## [Material to process]
____
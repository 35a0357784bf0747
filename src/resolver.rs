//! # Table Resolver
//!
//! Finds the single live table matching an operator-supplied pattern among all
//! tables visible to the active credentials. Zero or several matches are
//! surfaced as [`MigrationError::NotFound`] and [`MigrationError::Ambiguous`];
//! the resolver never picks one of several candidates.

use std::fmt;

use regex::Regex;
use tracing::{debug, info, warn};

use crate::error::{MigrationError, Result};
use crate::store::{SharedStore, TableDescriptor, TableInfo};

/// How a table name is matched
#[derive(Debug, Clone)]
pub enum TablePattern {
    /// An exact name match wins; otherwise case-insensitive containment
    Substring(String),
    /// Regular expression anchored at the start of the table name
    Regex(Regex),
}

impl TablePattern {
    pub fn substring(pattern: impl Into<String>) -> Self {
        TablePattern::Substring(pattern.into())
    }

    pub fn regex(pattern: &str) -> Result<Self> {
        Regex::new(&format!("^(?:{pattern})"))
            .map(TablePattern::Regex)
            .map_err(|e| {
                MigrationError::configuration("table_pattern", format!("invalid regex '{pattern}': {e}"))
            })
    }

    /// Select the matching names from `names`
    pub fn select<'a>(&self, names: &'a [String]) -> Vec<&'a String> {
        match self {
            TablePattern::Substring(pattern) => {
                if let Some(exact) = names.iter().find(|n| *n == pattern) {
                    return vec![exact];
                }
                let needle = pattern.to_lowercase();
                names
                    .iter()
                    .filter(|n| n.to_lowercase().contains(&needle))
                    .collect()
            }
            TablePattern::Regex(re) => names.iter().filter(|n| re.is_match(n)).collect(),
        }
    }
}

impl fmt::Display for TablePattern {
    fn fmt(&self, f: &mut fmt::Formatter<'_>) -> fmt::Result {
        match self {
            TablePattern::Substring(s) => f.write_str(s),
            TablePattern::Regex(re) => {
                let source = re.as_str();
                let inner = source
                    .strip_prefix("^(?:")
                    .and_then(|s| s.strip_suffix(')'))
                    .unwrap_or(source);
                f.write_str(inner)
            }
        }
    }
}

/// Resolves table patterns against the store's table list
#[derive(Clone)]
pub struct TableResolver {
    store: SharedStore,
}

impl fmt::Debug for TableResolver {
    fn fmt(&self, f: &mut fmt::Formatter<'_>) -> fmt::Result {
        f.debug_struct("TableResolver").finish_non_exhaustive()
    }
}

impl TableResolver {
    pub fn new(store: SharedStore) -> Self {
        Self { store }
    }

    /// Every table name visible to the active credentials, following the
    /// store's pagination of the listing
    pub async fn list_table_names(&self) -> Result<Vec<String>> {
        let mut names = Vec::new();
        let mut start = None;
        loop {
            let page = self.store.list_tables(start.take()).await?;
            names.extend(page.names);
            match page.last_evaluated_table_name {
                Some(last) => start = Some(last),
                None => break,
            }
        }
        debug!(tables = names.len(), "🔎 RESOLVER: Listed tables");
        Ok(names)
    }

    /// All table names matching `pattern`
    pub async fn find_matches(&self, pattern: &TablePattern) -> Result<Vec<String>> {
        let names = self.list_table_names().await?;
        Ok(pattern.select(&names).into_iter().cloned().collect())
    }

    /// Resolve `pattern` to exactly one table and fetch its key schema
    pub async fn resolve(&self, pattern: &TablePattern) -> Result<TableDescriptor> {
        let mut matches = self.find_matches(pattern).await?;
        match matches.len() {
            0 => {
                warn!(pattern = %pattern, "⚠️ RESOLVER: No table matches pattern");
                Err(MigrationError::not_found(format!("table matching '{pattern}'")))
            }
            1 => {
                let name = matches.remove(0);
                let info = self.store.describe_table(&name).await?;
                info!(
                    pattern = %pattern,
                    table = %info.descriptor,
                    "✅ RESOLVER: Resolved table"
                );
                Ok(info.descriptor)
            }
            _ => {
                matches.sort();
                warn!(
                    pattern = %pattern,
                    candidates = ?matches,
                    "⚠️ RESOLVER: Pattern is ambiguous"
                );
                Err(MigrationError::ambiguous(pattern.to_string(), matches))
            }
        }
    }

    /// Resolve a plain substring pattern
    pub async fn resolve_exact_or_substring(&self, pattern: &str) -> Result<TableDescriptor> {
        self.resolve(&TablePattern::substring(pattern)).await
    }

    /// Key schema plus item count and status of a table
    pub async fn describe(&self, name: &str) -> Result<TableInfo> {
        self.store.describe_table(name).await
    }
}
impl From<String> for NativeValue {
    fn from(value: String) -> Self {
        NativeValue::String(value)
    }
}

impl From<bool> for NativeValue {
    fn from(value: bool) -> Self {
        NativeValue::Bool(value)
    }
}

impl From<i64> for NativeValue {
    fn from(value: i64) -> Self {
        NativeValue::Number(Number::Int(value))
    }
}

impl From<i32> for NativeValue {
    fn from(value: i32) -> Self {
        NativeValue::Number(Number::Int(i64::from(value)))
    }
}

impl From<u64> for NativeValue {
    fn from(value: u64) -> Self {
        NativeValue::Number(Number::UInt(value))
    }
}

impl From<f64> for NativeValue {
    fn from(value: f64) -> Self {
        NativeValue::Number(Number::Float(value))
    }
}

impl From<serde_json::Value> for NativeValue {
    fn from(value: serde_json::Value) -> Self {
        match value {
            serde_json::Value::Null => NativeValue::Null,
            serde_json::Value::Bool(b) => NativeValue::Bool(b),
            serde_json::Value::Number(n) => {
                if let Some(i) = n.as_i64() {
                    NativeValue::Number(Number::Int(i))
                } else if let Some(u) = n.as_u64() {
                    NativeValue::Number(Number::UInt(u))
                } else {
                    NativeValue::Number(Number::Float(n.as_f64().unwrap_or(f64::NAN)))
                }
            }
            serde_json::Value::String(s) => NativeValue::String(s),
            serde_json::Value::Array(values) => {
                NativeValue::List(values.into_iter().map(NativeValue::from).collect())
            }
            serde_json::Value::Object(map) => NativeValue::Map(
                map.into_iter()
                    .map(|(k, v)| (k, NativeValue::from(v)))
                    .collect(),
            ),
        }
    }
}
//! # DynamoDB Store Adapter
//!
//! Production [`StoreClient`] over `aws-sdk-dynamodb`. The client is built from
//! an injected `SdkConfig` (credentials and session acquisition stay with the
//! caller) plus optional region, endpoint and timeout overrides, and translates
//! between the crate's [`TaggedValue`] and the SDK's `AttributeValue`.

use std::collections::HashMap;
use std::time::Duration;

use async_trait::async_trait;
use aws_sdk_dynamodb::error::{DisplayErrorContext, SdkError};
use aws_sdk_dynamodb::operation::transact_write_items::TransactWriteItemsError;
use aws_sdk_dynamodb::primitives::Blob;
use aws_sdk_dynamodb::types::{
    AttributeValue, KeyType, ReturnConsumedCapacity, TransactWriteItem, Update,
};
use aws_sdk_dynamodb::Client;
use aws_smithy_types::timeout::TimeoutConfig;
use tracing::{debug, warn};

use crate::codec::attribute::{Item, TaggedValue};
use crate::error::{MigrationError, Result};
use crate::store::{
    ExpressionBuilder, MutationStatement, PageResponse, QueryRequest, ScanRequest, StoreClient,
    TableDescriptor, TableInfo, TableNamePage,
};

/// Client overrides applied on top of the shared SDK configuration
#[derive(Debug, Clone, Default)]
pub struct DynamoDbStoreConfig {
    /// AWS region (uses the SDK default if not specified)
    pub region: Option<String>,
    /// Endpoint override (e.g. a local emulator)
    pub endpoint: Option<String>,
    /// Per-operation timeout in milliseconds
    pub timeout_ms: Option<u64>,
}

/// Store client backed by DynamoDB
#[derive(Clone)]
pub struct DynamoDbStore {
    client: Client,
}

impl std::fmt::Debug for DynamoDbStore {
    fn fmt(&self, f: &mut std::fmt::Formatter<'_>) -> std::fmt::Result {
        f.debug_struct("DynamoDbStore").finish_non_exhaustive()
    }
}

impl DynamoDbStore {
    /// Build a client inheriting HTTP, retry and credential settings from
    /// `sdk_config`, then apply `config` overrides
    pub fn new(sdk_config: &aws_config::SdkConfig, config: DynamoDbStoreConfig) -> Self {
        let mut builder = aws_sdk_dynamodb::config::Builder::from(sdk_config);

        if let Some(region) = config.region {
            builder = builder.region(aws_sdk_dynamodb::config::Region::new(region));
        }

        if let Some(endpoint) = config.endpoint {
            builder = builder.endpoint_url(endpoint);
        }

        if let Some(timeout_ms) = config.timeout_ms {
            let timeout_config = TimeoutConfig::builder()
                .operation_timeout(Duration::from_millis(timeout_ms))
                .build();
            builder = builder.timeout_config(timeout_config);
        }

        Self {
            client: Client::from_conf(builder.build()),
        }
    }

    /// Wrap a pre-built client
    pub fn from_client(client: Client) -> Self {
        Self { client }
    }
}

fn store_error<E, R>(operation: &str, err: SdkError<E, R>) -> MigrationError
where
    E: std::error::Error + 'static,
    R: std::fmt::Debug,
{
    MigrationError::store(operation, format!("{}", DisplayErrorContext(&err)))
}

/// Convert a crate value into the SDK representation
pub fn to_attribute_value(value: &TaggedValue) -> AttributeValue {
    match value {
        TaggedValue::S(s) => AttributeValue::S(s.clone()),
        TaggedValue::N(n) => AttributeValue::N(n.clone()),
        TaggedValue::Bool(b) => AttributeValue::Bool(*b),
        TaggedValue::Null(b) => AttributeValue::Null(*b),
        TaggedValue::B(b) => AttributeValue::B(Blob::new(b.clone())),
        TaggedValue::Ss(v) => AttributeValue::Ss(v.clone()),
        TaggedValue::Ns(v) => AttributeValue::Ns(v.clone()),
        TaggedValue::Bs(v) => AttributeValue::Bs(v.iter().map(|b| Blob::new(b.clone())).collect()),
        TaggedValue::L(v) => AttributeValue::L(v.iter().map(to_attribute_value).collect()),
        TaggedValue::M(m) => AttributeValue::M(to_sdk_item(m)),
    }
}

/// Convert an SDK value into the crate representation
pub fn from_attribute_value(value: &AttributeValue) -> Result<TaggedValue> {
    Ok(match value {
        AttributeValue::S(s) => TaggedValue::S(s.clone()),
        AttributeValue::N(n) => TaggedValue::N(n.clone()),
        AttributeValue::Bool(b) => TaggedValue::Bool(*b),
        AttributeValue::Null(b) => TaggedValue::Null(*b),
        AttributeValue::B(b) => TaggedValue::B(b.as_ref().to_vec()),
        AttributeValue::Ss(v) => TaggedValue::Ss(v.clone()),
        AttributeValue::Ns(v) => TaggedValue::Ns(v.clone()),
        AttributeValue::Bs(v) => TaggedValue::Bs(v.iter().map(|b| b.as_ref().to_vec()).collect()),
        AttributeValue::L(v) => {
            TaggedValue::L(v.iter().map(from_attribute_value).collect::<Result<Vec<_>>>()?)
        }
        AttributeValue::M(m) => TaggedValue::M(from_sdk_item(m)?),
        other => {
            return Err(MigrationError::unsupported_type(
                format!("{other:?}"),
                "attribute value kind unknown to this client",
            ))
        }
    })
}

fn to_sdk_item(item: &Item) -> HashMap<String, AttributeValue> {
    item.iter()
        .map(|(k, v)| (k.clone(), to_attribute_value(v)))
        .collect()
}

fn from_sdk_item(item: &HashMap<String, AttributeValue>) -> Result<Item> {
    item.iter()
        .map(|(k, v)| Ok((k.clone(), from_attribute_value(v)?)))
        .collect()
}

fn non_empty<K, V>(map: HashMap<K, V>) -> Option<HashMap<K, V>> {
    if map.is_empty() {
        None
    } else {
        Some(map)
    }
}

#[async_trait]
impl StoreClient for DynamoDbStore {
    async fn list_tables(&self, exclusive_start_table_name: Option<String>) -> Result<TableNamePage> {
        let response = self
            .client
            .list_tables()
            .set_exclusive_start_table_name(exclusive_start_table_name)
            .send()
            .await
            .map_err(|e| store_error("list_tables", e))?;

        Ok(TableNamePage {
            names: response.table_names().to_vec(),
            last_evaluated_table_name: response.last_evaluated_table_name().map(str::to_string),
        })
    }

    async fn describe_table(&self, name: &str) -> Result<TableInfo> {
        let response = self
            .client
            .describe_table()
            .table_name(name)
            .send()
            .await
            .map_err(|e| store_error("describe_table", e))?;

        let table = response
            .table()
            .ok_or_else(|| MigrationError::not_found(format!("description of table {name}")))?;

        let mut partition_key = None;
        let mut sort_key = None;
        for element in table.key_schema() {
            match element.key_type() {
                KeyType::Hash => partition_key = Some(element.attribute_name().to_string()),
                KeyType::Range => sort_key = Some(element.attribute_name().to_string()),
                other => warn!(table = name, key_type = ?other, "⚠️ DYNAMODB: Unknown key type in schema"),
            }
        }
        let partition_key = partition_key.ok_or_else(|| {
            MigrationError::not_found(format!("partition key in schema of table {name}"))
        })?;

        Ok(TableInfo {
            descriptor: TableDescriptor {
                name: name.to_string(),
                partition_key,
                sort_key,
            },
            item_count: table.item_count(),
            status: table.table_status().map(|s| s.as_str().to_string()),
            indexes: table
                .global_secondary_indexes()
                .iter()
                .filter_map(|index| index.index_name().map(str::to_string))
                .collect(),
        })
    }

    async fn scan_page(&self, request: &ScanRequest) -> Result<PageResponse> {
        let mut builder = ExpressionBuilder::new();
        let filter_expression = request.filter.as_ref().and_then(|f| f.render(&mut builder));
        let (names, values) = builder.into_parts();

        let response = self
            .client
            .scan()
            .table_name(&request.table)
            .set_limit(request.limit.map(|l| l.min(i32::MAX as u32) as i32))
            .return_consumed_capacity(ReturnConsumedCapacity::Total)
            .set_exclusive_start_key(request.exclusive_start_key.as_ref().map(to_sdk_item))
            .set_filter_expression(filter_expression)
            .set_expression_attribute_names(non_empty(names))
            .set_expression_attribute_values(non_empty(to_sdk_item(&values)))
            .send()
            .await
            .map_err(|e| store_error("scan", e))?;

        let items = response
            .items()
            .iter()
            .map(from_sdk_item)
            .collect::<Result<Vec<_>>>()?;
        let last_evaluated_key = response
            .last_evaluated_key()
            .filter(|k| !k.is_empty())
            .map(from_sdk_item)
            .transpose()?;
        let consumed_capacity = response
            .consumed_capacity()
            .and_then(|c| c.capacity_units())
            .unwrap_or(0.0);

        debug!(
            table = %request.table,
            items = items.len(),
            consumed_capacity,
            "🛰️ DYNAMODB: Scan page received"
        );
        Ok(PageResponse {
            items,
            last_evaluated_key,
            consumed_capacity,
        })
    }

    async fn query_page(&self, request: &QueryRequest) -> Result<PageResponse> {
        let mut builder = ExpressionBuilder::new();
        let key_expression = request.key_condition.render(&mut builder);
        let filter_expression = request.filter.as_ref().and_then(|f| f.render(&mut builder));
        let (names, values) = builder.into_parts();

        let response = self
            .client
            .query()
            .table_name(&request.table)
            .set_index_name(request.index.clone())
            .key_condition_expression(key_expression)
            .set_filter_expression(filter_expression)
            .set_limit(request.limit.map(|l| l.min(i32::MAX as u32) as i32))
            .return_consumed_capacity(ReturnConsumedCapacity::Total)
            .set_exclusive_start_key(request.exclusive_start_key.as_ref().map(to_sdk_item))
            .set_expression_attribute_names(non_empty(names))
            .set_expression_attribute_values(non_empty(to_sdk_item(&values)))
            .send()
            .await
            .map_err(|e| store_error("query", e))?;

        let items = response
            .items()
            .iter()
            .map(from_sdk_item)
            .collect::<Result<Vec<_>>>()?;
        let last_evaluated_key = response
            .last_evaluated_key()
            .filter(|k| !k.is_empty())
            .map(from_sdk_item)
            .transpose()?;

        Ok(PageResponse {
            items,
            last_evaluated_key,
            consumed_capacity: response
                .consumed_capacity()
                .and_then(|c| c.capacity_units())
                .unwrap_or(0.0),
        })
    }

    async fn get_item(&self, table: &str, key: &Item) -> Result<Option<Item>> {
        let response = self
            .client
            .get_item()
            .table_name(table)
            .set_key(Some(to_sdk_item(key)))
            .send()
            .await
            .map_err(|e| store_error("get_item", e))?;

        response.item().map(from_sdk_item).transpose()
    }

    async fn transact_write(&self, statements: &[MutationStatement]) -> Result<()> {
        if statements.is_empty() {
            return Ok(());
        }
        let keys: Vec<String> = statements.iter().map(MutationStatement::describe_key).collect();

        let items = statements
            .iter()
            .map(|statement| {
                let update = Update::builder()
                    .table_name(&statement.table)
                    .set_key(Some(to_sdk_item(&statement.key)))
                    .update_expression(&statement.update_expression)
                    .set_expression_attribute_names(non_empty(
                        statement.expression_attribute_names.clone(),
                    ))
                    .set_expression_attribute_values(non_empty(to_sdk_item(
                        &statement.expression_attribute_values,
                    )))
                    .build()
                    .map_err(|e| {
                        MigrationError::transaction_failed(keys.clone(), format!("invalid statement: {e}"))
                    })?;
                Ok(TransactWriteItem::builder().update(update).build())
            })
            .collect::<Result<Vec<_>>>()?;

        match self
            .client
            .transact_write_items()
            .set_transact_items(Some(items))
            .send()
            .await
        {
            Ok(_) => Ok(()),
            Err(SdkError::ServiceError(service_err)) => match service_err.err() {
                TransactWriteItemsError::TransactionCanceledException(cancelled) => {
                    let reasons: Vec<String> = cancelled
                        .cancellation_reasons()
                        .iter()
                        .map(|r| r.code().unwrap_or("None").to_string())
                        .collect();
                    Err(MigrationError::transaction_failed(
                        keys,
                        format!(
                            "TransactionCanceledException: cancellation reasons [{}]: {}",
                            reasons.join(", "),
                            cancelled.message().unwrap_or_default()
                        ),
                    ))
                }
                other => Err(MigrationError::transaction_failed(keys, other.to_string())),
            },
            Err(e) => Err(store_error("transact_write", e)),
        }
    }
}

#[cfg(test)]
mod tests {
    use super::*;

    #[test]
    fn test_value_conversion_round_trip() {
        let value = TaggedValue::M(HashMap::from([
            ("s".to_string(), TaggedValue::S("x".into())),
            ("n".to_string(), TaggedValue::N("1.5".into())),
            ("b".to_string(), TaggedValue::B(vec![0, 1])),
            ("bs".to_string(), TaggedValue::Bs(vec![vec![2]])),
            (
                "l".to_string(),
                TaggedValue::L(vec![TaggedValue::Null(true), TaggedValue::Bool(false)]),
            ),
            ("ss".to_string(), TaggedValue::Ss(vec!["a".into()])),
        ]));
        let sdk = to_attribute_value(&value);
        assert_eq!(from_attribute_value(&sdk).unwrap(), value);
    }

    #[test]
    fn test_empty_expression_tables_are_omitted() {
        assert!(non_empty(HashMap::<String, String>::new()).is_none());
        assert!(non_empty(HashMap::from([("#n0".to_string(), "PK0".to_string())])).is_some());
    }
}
____
## [Description of the task]
Taking the listing above as a whole, state how many of its lines hold the string "Float". No other output is permitted.

## [Solution to this exercise]
2